---------- Data for analysis ----------

pub mod atom;
pub mod bond;
pub mod element;
pub mod hybridization;
pub mod mol;
pub mod query;
pub mod rgroup;
pub mod rings;
pub mod topology;

pub use atom::{Atom, ReactionRole};
pub use bond::{Bond, BondOrder};
pub use hybridization::{assign_hybridization, perceive_hybridization, Hybridization};
pub use mol::{AtomId, Conformation, DoubleBondStereo, Mol, MolId, TetrahedralStereo, Winding};
pub use query::{
    build_query, suppress_query_hydrogens, Expr, ExprType, QueryFeature, QueryFeatures, QueryMol,
};
pub use rgroup::{RGroup, RGroupError, RGroupList, RGroupQuery};
pub use rings::RingInfo;
pub use topology::{RingCache, RingSummary};

#[cfg(test)]
pub(crate) mod fixtures;
/// A predicate over a single atom or bond.
///
/// Leaves test one property of the candidate; `And`/`Or` hold at least two
/// operands, `Not` exactly one. Operand domains follow the property: element
/// numbers and counts are `u8`, mass numbers `u16`, charges `i8`.
///
/// Expressions are plain values. The combinators [`and`](Expr::and),
/// [`or`](Expr::or) and [`negate`](Expr::negate) consume their inputs and
/// return a normalised result.
///
/// # Examples
///
/// ```
/// use crabquery::query::Expr;
///
/// let carbonyl_carbon = Expr::True
///     .and(Expr::AliphaticElement(6))
///     .and(Expr::Degree(3))
///     .and(Expr::Unsaturated);
/// assert_eq!(
///     carbonyl_carbon.to_string(),
///     "AND(ALIPHATIC_ELEMENT=6,DEGREE=3,UNSATURATED)"
/// );
/// ```
#[derive(Debug, Clone, PartialEq)]
pub enum Expr {
    True,
    False,
    Undefined,
    IsAromatic,
    IsAliphatic,
    IsInRing,
    IsInChain,
    /// Neither carbon nor hydrogen.
    IsHetero,
    HasImplicitHydrogen,
    HasIsotope,
    HasUnspecifiedIsotope,
    /// Has at least one double bond.
    Unsaturated,
    HasHeteroSubstituent,
    HasAliphaticHeteroSubstituent,
    Element(u8),
    AliphaticElement(u8),
    AromaticElement(u8),
    ImplicitHCount(u8),
    /// Implicit plus explicit hydrogen neighbors.
    TotalHCount(u8),
    Degree(u8),
    /// Degree plus implicit hydrogens.
    TotalDegree(u8),
    /// Degree not counting explicit hydrogen neighbors.
    HeavyDegree(u8),
    /// Implicit hydrogens plus the sum of bond orders.
    Valence(u8),
    Isotope(u16),
    FormalCharge(i8),
    RingBondCount(u8),
    /// Number of minimum-cycle-basis rings containing the atom.
    RingCount(u8),
    /// The atom's smallest ring, estimated by BFS, has this many atoms.
    RingSmallest(u8),
    /// The atom lies on some simple ring of exactly this many atoms.
    RingSize(u8),
    HeteroSubstituentCount(u8),
    AliphaticHeteroSubstituentCount(u8),
    /// Number of double bonds.
    Insaturation(u8),
    PeriodicGroup(u8),
    HybridisationNumber(u8),
    ReactionRole(u8),
    Stereochemistry(u8),
    /// Non-aromatic bond of this numeric order.
    AliphaticOrder(u8),
    /// Bond of this numeric order, aromatic or not.
    Order(u8),
    SingleOrAromatic,
    DoubleOrAromatic,
    SingleOrDouble,
    /// Conjunction of at least two operands. [`Expr::and`] and
    /// [`Expr::logical`] keep that invariant; a hand-built `And` must too.
    And(Vec<Expr>),
    /// Disjunction of at least two operands, kept the same way as `And`.
    Or(Vec<Expr>),
    Not(Box<Expr>),
    /// The atom anchors a match of a nested query graph at its first atom.
    Recursive(Box<RecursiveQuery>),
}

fn narrow<T: TryFrom<i32>>(kind: ExprType, value: i32) -> Result<T, ExprError> {
    T::try_from(value).map_err(|_| ExprError::ValueOutOfRange { kind, value })
}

----------

→ About this exercise: Please give back all of the data exactly as it appears.

→ Expected answer:
pub mod atom;
pub mod bond;
pub mod element;
pub mod hybridization;
pub mod mol;
pub mod query;
pub mod rgroup;
pub mod rings;
pub mod topology;

pub use atom::{Atom, ReactionRole};
pub use bond::{Bond, BondOrder};
pub use hybridization::{assign_hybridization, perceive_hybridization, Hybridization};
pub use mol::{AtomId, Conformation, DoubleBondStereo, Mol, MolId, TetrahedralStereo, Winding};
pub use query::{
    build_query, suppress_query_hydrogens, Expr, ExprType, QueryFeature, QueryFeatures, QueryMol,
};
pub use rgroup::{RGroup, RGroupError, RGroupList, RGroupQuery};
pub use rings::RingInfo;
pub use topology::{RingCache, RingSummary};

#[cfg(test)]
pub(crate) mod fixtures;
/// A predicate over a single atom or bond.
///
/// Leaves test one property of the candidate; `And`/`Or` hold at least two
/// operands, `Not` exactly one. Operand domains follow the property: element
/// numbers and counts are `u8`, mass numbers `u16`, charges `i8`.
///
/// Expressions are plain values. The combinators [`and`](Expr::and),
/// [`or`](Expr::or) and [`negate`](Expr::negate) consume their inputs and
/// return a normalised result.
///
/// # Examples
///
/// ```
/// use crabquery::query::Expr;
///
/// let carbonyl_carbon = Expr::True
///     .and(Expr::AliphaticElement(6))
///     .and(Expr::Degree(3))
///     .and(Expr::Unsaturated);
/// assert_eq!(
///     carbonyl_carbon.to_string(),
///     "AND(ALIPHATIC_ELEMENT=6,DEGREE=3,UNSATURATED)"
/// );
/// ```
#[derive(Debug, Clone, PartialEq)]
pub enum Expr {
    True,
    False,
    Undefined,
    IsAromatic,
    IsAliphatic,
    IsInRing,
    IsInChain,
    /// Neither carbon nor hydrogen.
    IsHetero,
    HasImplicitHydrogen,
    HasIsotope,
    HasUnspecifiedIsotope,
    /// Has at least one double bond.
    Unsaturated,
    HasHeteroSubstituent,
    HasAliphaticHeteroSubstituent,
    Element(u8),
    AliphaticElement(u8),
    AromaticElement(u8),
    ImplicitHCount(u8),
    /// Implicit plus explicit hydrogen neighbors.
    TotalHCount(u8),
    Degree(u8),
    /// Degree plus implicit hydrogens.
    TotalDegree(u8),
    /// Degree not counting explicit hydrogen neighbors.
    HeavyDegree(u8),
    /// Implicit hydrogens plus the sum of bond orders.
    Valence(u8),
    Isotope(u16),
    FormalCharge(i8),
    RingBondCount(u8),
    /// Number of minimum-cycle-basis rings containing the atom.
    RingCount(u8),
    /// The atom's smallest ring, estimated by BFS, has this many atoms.
    RingSmallest(u8),
    /// The atom lies on some simple ring of exactly this many atoms.
    RingSize(u8),
    HeteroSubstituentCount(u8),
    AliphaticHeteroSubstituentCount(u8),
    /// Number of double bonds.
    Insaturation(u8),
    PeriodicGroup(u8),
    HybridisationNumber(u8),
    ReactionRole(u8),
    Stereochemistry(u8),
    /// Non-aromatic bond of this numeric order.
    AliphaticOrder(u8),
    /// Bond of this numeric order, aromatic or not.
    Order(u8),
    SingleOrAromatic,
    DoubleOrAromatic,
    SingleOrDouble,
    /// Conjunction of at least two operands. [`Expr::and`] and
    /// [`Expr::logical`] keep that invariant; a hand-built `And` must too.
    And(Vec<Expr>),
    /// Disjunction of at least two operands, kept the same way as `And`.
    Or(Vec<Expr>),
    Not(Box<Expr>),
    /// The atom anchors a match of a nested query graph at its first atom.
    Recursive(Box<RecursiveQuery>),
}

fn narrow<T: TryFrom<i32>>(kind: ExprType, value: i32) -> Result<T, ExprError> {
    T::try_from(value).map_err(|_| ExprError::ValueOutOfRange { kind, value })
}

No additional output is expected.